◆ What is required
Reproduce the section of the listing that begins at the line containing "pub struct SystemClock;" and finishes at the line containing "the running binary.". Include both end lines and nothing beyond them.

◆ Information provided
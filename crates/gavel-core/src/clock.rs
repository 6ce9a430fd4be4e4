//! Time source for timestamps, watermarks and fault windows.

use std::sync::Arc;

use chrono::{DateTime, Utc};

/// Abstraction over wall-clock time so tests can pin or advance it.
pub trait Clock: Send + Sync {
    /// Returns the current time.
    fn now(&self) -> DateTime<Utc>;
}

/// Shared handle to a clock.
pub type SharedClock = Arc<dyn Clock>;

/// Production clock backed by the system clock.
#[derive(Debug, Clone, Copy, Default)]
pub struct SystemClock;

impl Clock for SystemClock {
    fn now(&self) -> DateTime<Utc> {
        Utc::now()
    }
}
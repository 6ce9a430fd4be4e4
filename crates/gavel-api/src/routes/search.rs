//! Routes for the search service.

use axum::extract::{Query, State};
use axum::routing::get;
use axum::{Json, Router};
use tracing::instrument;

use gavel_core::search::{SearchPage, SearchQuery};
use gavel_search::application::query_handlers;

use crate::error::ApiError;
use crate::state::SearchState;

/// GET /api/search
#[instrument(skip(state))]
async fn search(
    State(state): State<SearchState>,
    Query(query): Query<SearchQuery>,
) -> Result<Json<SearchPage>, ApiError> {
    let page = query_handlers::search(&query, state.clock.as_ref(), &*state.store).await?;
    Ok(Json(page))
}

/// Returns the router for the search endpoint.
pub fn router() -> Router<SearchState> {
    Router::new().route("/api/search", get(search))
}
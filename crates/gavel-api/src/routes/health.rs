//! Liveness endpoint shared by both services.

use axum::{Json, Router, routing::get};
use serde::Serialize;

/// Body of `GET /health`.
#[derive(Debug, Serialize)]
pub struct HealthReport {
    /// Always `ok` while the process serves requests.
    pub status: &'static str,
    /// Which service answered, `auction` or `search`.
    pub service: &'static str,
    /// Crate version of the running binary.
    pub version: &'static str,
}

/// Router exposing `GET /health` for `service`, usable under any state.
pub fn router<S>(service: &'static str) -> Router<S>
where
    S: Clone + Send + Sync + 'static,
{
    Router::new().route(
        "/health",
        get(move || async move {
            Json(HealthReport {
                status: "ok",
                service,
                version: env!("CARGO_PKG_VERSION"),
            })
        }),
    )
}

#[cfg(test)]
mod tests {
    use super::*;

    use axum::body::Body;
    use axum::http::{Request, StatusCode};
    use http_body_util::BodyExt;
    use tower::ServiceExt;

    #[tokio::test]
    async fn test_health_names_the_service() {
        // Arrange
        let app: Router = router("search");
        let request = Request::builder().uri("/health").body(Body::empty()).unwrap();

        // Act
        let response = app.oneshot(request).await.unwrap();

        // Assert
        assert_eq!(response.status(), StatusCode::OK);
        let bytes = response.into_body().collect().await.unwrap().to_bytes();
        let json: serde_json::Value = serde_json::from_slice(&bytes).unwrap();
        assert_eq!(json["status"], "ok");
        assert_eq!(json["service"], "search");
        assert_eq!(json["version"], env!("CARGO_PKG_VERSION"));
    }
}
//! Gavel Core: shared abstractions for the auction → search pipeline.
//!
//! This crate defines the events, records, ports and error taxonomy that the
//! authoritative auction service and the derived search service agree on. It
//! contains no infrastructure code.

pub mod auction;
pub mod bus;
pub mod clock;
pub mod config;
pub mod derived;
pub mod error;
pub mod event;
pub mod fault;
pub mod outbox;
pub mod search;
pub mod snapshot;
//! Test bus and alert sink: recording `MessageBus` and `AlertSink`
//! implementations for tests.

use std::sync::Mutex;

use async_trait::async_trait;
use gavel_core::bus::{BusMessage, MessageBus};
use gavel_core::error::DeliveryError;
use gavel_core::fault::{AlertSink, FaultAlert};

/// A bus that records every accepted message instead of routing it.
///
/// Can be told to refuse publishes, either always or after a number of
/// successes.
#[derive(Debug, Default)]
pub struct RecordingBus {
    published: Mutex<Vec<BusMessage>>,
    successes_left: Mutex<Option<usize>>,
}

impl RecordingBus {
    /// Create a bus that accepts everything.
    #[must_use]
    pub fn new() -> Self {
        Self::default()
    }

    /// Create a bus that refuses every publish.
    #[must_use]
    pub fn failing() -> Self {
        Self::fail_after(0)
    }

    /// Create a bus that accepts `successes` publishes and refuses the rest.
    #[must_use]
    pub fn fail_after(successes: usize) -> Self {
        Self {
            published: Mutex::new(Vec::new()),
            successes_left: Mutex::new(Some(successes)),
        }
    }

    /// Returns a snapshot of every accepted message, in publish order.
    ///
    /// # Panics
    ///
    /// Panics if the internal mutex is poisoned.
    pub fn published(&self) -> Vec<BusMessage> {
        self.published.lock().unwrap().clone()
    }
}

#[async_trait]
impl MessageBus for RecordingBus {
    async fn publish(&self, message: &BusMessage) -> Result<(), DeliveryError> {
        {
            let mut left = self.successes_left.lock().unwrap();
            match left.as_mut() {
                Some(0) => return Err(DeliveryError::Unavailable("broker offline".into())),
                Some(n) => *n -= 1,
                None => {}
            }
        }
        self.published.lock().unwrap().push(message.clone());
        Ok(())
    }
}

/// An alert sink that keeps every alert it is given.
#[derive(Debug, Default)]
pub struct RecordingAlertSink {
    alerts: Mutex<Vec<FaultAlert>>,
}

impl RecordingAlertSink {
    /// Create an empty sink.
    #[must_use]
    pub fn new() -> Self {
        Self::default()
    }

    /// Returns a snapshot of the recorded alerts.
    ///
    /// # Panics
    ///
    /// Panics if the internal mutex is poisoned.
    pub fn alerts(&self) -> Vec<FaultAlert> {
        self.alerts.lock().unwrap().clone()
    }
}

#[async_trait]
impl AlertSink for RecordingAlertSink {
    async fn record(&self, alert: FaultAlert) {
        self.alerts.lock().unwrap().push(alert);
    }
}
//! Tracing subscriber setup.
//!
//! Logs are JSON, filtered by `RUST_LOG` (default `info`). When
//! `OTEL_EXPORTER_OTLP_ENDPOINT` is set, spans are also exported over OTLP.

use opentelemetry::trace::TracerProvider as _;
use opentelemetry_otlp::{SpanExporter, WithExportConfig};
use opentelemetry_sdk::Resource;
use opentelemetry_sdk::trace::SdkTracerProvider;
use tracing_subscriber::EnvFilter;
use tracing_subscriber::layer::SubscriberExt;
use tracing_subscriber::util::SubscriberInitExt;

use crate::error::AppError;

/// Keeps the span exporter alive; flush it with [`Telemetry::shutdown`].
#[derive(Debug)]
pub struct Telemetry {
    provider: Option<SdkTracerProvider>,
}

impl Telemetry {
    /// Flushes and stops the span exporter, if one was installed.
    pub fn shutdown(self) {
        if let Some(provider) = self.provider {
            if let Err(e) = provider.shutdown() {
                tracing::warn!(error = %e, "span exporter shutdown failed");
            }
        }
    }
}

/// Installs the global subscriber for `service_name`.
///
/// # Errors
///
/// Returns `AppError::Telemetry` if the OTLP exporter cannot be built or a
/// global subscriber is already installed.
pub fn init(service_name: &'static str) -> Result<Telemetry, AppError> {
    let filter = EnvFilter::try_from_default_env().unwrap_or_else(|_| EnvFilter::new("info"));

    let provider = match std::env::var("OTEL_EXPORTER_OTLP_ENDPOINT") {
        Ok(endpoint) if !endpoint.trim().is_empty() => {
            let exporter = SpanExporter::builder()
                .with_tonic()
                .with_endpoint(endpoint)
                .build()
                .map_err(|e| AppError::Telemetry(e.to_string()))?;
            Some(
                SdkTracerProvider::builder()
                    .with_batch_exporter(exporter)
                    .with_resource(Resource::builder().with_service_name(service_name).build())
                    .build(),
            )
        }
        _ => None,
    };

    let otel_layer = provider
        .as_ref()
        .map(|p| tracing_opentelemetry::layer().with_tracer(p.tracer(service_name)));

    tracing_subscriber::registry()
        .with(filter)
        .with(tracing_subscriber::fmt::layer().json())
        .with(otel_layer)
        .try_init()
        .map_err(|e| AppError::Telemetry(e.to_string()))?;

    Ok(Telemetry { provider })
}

...

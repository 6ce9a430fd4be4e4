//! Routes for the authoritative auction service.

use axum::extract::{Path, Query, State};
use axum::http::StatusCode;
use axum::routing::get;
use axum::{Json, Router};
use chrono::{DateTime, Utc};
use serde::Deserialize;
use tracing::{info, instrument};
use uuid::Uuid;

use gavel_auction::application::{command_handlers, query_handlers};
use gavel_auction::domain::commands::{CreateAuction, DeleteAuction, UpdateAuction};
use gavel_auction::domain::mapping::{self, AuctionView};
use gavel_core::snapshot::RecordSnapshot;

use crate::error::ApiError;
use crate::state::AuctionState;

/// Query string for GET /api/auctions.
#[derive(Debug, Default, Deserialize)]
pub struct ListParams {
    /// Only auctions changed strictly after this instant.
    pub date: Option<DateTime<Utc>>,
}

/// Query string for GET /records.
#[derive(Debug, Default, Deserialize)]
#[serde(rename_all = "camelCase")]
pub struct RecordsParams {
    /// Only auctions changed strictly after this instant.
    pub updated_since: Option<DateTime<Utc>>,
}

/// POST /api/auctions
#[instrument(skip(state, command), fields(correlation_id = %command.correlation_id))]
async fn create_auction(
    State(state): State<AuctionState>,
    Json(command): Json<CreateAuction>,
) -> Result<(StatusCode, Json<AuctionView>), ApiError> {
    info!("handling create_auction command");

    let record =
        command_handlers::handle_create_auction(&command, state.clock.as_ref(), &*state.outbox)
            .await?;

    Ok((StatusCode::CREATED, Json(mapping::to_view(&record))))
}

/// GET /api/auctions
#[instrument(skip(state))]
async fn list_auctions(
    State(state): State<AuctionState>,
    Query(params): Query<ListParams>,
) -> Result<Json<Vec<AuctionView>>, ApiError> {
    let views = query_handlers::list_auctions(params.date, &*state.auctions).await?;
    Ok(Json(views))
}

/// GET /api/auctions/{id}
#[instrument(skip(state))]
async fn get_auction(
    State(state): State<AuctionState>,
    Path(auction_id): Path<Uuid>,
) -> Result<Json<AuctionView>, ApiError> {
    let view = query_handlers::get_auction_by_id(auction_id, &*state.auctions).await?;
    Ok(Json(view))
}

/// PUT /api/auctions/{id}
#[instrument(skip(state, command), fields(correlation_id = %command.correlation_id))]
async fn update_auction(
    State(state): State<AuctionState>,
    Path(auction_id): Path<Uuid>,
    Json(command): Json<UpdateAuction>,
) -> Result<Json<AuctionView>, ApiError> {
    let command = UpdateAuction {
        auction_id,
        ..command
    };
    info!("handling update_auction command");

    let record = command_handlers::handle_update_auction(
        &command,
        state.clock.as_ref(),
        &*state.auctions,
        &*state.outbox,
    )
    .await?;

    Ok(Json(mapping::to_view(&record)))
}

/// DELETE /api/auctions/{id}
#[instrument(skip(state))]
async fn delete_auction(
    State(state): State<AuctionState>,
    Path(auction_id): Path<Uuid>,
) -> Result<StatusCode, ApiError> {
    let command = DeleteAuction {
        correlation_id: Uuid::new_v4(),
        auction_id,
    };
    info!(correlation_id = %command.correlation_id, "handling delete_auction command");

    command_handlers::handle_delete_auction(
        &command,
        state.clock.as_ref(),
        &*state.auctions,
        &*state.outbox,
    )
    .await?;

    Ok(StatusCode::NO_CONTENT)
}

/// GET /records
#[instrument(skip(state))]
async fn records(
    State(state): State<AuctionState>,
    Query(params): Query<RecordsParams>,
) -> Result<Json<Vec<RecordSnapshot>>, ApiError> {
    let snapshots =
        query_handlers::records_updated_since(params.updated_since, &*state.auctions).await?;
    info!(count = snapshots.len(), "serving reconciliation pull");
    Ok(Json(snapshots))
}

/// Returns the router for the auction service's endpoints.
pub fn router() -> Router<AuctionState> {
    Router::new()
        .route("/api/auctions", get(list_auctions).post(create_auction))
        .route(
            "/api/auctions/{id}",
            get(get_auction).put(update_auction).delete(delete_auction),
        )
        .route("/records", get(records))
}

◆ Response box
pub struct SystemClock;

impl Clock for SystemClock {
    fn now(&self) -> DateTime<Utc> {
        Utc::now()
    }
}
repository 6ce9a430fd4be4e4
filename crates/gavel-api/src/routes/search.rs
//! Routes for the search service.

use axum::extract::{Query, State};
use axum::routing::get;
use axum::{Json, Router};
use tracing::instrument;

use gavel_core::search::{SearchPage, SearchQuery};
use gavel_search::application::query_handlers;

use crate::error::ApiError;
use crate::state::SearchState;

/// GET /api/search
#[instrument(skip(state))]
async fn search(
    State(state): State<SearchState>,
    Query(query): Query<SearchQuery>,
) -> Result<Json<SearchPage>, ApiError> {
    let page = query_handlers::search(&query, state.clock.as_ref(), &*state.store).await?;
    Ok(Json(page))
}

/// Returns the router for the search endpoint.
pub fn router() -> Router<SearchState> {
    Router::new().route("/api/search", get(search))
}
filename crates/gavel-api/src/routes/health.rs
//! Liveness endpoint shared by both services.

use axum::{Json, Router, routing::get};
use serde::Serialize;

/// Body of `GET /health`.
#[derive(Debug, Serialize)]
pub struct HealthReport {
    /// Always `ok` while the process serves requests.
    pub status: &'static str,
    /// Which service answered, `auction` or `search`.
    pub service: &'static str,
    /// Crate version of the running binary.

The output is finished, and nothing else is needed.